◆ Exercise brief
All of the data must be returned exactly as given.
Material for the task Start Marker
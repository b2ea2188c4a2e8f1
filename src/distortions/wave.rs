//! Wave distortions - static jitter, sine wobble, shear and moiré
//!
//! Each displaces a cell by `amplitude * sin(coordinate * frequency + phase + time * speed)`
//! along one or both axes, where the amplitude is one cell at full strength.

use super::params::{Frame, Placement};
use crate::grid::Cell;

/// Rotation of the random jitter, as a fraction of the cell's rotation phase
const RANDOM_ROTATION: f32 = 0.2;

/// Peak rotation of the sine wobble in degrees
const SINE_ROTATION_DEGREES: f32 = 17.0;

/// Shear wave frequency in radians per cell
const SHEAR_FREQUENCY: f32 = 0.35;
const SHEAR_SPEED: f32 = 1.5;
/// How much each cell's phase desynchronizes the shear
const SHEAR_JITTER: f32 = 0.15;
const SHEAR_ROTATION_DEGREES: f32 = 12.0;

/// Base moiré frequency in radians per cell
const MOIRE_FREQUENCY: f32 = 0.6;
/// Ratio between the two overlaid frequencies
const MOIRE_DETUNE: f32 = 1.08;
/// Relative swing of the slowly drifting base frequency
const MOIRE_DRIFT: f32 = 0.15;
const MOIRE_DRIFT_SPEED: f32 = 0.1;
const MOIRE_SPEED: f32 = 1.2;
const MOIRE_ROTATION_DEGREES: f32 = 10.0;

/// Static offset drawn from the cell's random offsets; ignores time
pub fn random(cell: &Cell, frame: &Frame) -> Placement {
    let amp = frame.amplitude();
    let p = &cell.params;
    Placement::offset(
        cell.base,
        p.offset_x * amp,
        p.offset_y * amp,
        p.rotation_phase.to_degrees() * frame.strength * RANDOM_ROTATION,
    )
}

/// Each cell wobbles on its own frequency and phase
pub fn sine(cell: &Cell, frame: &Frame) -> Placement {
    let amp = frame.amplitude();
    let p = &cell.params;
    let t = frame.time * p.frequency;

    let dx = (t + p.phase_x).sin() * amp;
    let dy = (t + p.phase_y).sin() * amp;
    let rotation = (frame.time + p.rotation_phase).sin() * frame.strength * SINE_ROTATION_DEGREES;

    Placement::offset(cell.base, dx, dy, rotation)
}

/// Rows slide horizontally against each other, columns bob vertically
pub fn shear(cell: &Cell, frame: &Frame) -> Placement {
    let amp = frame.amplitude();
    let (u, v) = frame.to_cells(cell.base);
    let t = frame.time;

    let row_wave = (v * SHEAR_FREQUENCY + t * SHEAR_SPEED + cell.params.phase_x * SHEAR_JITTER).sin();
    let col_wave = (u * SHEAR_FREQUENCY * 0.5 - t * SHEAR_SPEED * 0.7).sin();

    Placement::offset(
        cell.base,
        row_wave * amp,
        col_wave * amp * 0.5,
        row_wave * frame.strength * SHEAR_ROTATION_DEGREES,
    )
}

/// Two slightly detuned waves per axis beat against each other
///
/// The base frequency drifts with time, so the interference bands slowly
/// morph instead of just scrolling.
pub fn moire(cell: &Cell, frame: &Frame) -> Placement {
    let amp = frame.amplitude();
    let (u, v) = frame.to_cells(cell.base);
    let t = frame.time;

    let f1 = MOIRE_FREQUENCY * (1.0 + MOIRE_DRIFT * (t * MOIRE_DRIFT_SPEED).sin());
    let f2 = f1 * MOIRE_DETUNE;

    // x follows waves across rows, y waves across columns
    let wave_x = 0.5 * ((v * f1 + t * MOIRE_SPEED).sin() + (v * f2 - t * MOIRE_SPEED * 0.8).sin());
    let wave_y = 0.5 * ((u * f1 - t * MOIRE_SPEED).sin() + (u * f2 + t * MOIRE_SPEED * 0.9).sin());

    Placement::offset(
        cell.base,
        wave_x * amp,
        wave_y * amp,
        (wave_x - wave_y) * frame.strength * MOIRE_ROTATION_DEGREES,
    )
}

#[cfg(test)]
mod tests {
    use super::*;
    use crate::distortions::{CellParams, NoiseField};
    use std::f32::consts::FRAC_PI_2;

    fn frame(noise: &NoiseField, strength: f32, time: f32) -> Frame<'_> {
        Frame {
            cell_size: 10.0,
            strength,
            time,
            canvas_size: (200.0, 200.0),
            noise,
        }
    }

    #[test]
    fn test_random_offsets_follow_params() {
        let noise = NoiseField::new(0);
        let params = CellParams {
            offset_x: 0.5,
            offset_y: -0.3,
            ..CellParams::neutral()
        };
        let cell = Cell::new(0, 0, (100.0, 100.0), params);
        let p = random(&cell, &frame(&noise, 0.5, 3.0));
        assert!((p.x - 102.5).abs() < 1e-4);
        assert!((p.y - 98.5).abs() < 1e-4);
    }

    #[test]
    fn test_random_ignores_time() {
        let noise = NoiseField::new(0);
        let cell = Cell::new(0, 0, (50.0, 50.0), CellParams {
            offset_x: 0.2,
            rotation_phase: 1.0,
            ..CellParams::neutral()
        });
        assert_eq!(random(&cell, &frame(&noise, 0.7, 0.0)), random(&cell, &frame(&noise, 0.7, 9.0)));
    }

    #[test]
    fn test_sine_quarter_phase() {
        let noise = NoiseField::new(0);
        let cell = Cell::new(0, 0, (100.0, 100.0), CellParams {
            phase_y: FRAC_PI_2,
            ..CellParams::neutral()
        });
        let p = sine(&cell, &frame(&noise, 1.0, 0.0));
        assert!((p.x - 100.0).abs() < 1e-4);
        assert!((p.y - 110.0).abs() < 1e-4);
    }

    #[test]
    fn test_sine_follows_frequency() {
        let noise = NoiseField::new(0);
        let cell = Cell::new(0, 0, (0.0, 0.0), CellParams {
            frequency: 2.0,
            ..CellParams::neutral()
        });
        let p = sine(&cell, &frame(&noise, 1.0, 0.25));
        assert!((p.x - 10.0 * 0.5f32.sin()).abs() < 1e-4);
    }

    #[test]
    fn test_shear_rows_move_together() {
        let noise = NoiseField::new(0);
        let f = frame(&noise, 1.0, 1.3);
        let a = shear(&Cell::new(2, 0, (0.0, 20.0), CellParams::neutral()), &f);
        let b = shear(&Cell::new(2, 5, (50.0, 20.0), CellParams::neutral()), &f);
        assert!(((a.x - 0.0) - (b.x - 50.0)).abs() < 1e-4);
    }

    #[test]
    fn test_moire_bounded_by_amplitude() {
        let noise = NoiseField::new(0);
        for i in 0..40 {
            let t = i as f32 * 0.7;
            let base = (i as f32 * 13.0, i as f32 * 7.0);
            let p = moire(&Cell::new(0, 0, base, CellParams::neutral()), &frame(&noise, 0.5, t));
            assert!((p.x - base.0).abs() <= 5.0 + 1e-4);
            assert!((p.y - base.1).abs() <= 5.0 + 1e-4);
        }
    }
}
Material for the task End Marker
◆ Exercise result
repository b2ea2188c4a2e8f1
filename src/distortions/wave.rs
//! Wave distortions - static jitter, sine wobble, shear and moiré
//!
//! Each displaces a cell by `amplitude * sin(coordinate * frequency + phase + time * speed)`
//! along one or both axes, where the amplitude is one cell at full strength.

use super::params::{Frame, Placement};
use crate::grid::Cell;

/// Rotation of the random jitter, as a fraction of the cell's rotation phase
const RANDOM_ROTATION: f32 = 0.2;

/// Peak rotation of the sine wobble in degrees
const SINE_ROTATION_DEGREES: f32 = 17.0;

/// Shear wave frequency in radians per cell
const SHEAR_FREQUENCY: f32 = 0.35;
const SHEAR_SPEED: f32 = 1.5;
/// How much each cell's phase desynchronizes the shear
const SHEAR_JITTER: f32 = 0.15;
const SHEAR_ROTATION_DEGREES: f32 = 12.0;

/// Base moiré frequency in radians per cell
const MOIRE_FREQUENCY: f32 = 0.6;
/// Ratio between the two overlaid frequencies
const MOIRE_DETUNE: f32 = 1.08;
/// Relative swing of the slowly drifting base frequency
const MOIRE_DRIFT: f32 = 0.15;
const MOIRE_DRIFT_SPEED: f32 = 0.1;
const MOIRE_SPEED: f32 = 1.2;
const MOIRE_ROTATION_DEGREES: f32 = 10.0;

/// Static offset drawn from the cell's random offsets; ignores time
pub fn random(cell: &Cell, frame: &Frame) -> Placement {
    let amp = frame.amplitude();
    let p = &cell.params;
    Placement::offset(
        cell.base,
        p.offset_x * amp,
        p.offset_y * amp,
        p.rotation_phase.to_degrees() * frame.strength * RANDOM_ROTATION,
    )
}

/// Each cell wobbles on its own frequency and phase
pub fn sine(cell: &Cell, frame: &Frame) -> Placement {
    let amp = frame.amplitude();
    let p = &cell.params;
    let t = frame.time * p.frequency;

    let dx = (t + p.phase_x).sin() * amp;
    let dy = (t + p.phase_y).sin() * amp;
    let rotation = (frame.time + p.rotation_phase).sin() * frame.strength * SINE_ROTATION_DEGREES;

    Placement::offset(cell.base, dx, dy, rotation)
}

/// Rows slide horizontally against each other, columns bob vertically
pub fn shear(cell: &Cell, frame: &Frame) -> Placement {
    let amp = frame.amplitude();
    let (u, v) = frame.to_cells(cell.base);
    let t = frame.time;

    let row_wave = (v * SHEAR_FREQUENCY + t * SHEAR_SPEED + cell.params.phase_x * SHEAR_JITTER).sin();
    let col_wave = (u * SHEAR_FREQUENCY * 0.5 - t * SHEAR_SPEED * 0.7).sin();

    Placement::offset(
        cell.base,
        row_wave * amp,
        col_wave * amp * 0.5,
        row_wave * frame.strength * SHEAR_ROTATION_DEGREES,
    )
}

/// Two slightly detuned waves per axis beat against each other
///
/// The base frequency drifts with time, so the interference bands slowly
/// morph instead of just scrolling.
pub fn moire(cell: &Cell, frame: &Frame) -> Placement {
    let amp = frame.amplitude();
    let (u, v) = frame.to_cells(cell.base);
    let t = frame.time;

    let f1 = MOIRE_FREQUENCY * (1.0 + MOIRE_DRIFT * (t * MOIRE_DRIFT_SPEED).sin());
    let f2 = f1 * MOIRE_DETUNE;

    // x follows waves across rows, y waves across columns
    let wave_x = 0.5 * ((v * f1 + t * MOIRE_SPEED).sin() + (v * f2 - t * MOIRE_SPEED * 0.8).sin());
    let wave_y = 0.5 * ((u * f1 - t * MOIRE_SPEED).sin() + (u * f2 + t * MOIRE_SPEED * 0.9).sin());

    Placement::offset(
        cell.base,
        wave_x * amp,
        wave_y * amp,
        (wave_x - wave_y) * frame.strength * MOIRE_ROTATION_DEGREES,
    )
}

#[cfg(test)]
mod tests {
    use super::*;
    use crate::distortions::{CellParams, NoiseField};
    use std::f32::consts::FRAC_PI_2;

    fn frame(noise: &NoiseField, strength: f32, time: f32) -> Frame<'_> {
        Frame {
            cell_size: 10.0,
            strength,
            time,
            canvas_size: (200.0, 200.0),
            noise,
        }
    }

    #[test]
    fn test_random_offsets_follow_params() {
        let noise = NoiseField::new(0);
        let params = CellParams {
            offset_x: 0.5,
            offset_y: -0.3,
            ..CellParams::neutral()
        };
        let cell = Cell::new(0, 0, (100.0, 100.0), params);
        let p = random(&cell, &frame(&noise, 0.5, 3.0));
        assert!((p.x - 102.5).abs() < 1e-4);
        assert!((p.y - 98.5).abs() < 1e-4);
    }

    #[test]
    fn test_random_ignores_time() {
        let noise = NoiseField::new(0);
        let cell = Cell::new(0, 0, (50.0, 50.0), CellParams {
            offset_x: 0.2,
            rotation_phase: 1.0,
            ..CellParams::neutral()
        });
        assert_eq!(random(&cell, &frame(&noise, 0.7, 0.0)), random(&cell, &frame(&noise, 0.7, 9.0)));
    }

    #[test]
    fn test_sine_quarter_phase() {
        let noise = NoiseField::new(0);
        let cell = Cell::new(0, 0, (100.0, 100.0), CellParams {
            phase_y: FRAC_PI_2,
            ..CellParams::neutral()
        });
        let p = sine(&cell, &frame(&noise, 1.0, 0.0));
        assert!((p.x - 100.0).abs() < 1e-4);
        assert!((p.y - 110.0).abs() < 1e-4);
    }

    #[test]
    fn test_sine_follows_frequency() {
        let noise = NoiseField::new(0);
        let cell = Cell::new(0, 0, (0.0, 0.0), CellParams {
            frequency: 2.0,
            ..CellParams::neutral()
        });
        let p = sine(&cell, &frame(&noise, 1.0, 0.25));
        assert!((p.x - 10.0 * 0.5f32.sin()).abs() < 1e-4);
    }

    #[test]
    fn test_shear_rows_move_together() {
        let noise = NoiseField::new(0);
        let f = frame(&noise, 1.0, 1.3);
        let a = shear(&Cell::new(2, 0, (0.0, 20.0), CellParams::neutral()), &f);
        let b = shear(&Cell::new(2, 5, (50.0, 20.0), CellParams::neutral()), &f);
        assert!(((a.x - 0.0) - (b.x - 50.0)).abs() < 1e-4);
    }

    #[test]
    fn test_moire_bounded_by_amplitude() {
        let noise = NoiseField::new(0);
        for i in 0..40 {
            let t = i as f32 * 0.7;
            let base = (i as f32 * 13.0, i as f32 * 7.0);
            let p = moire(&Cell::new(0, 0, base, CellParams::neutral()), &frame(&noise, 0.5, t));
            assert!((p.x - base.0).abs() <= 5.0 + 1e-4);
            assert!((p.y - base.1).abs() <= 5.0 + 1e-4);
        }
    }
}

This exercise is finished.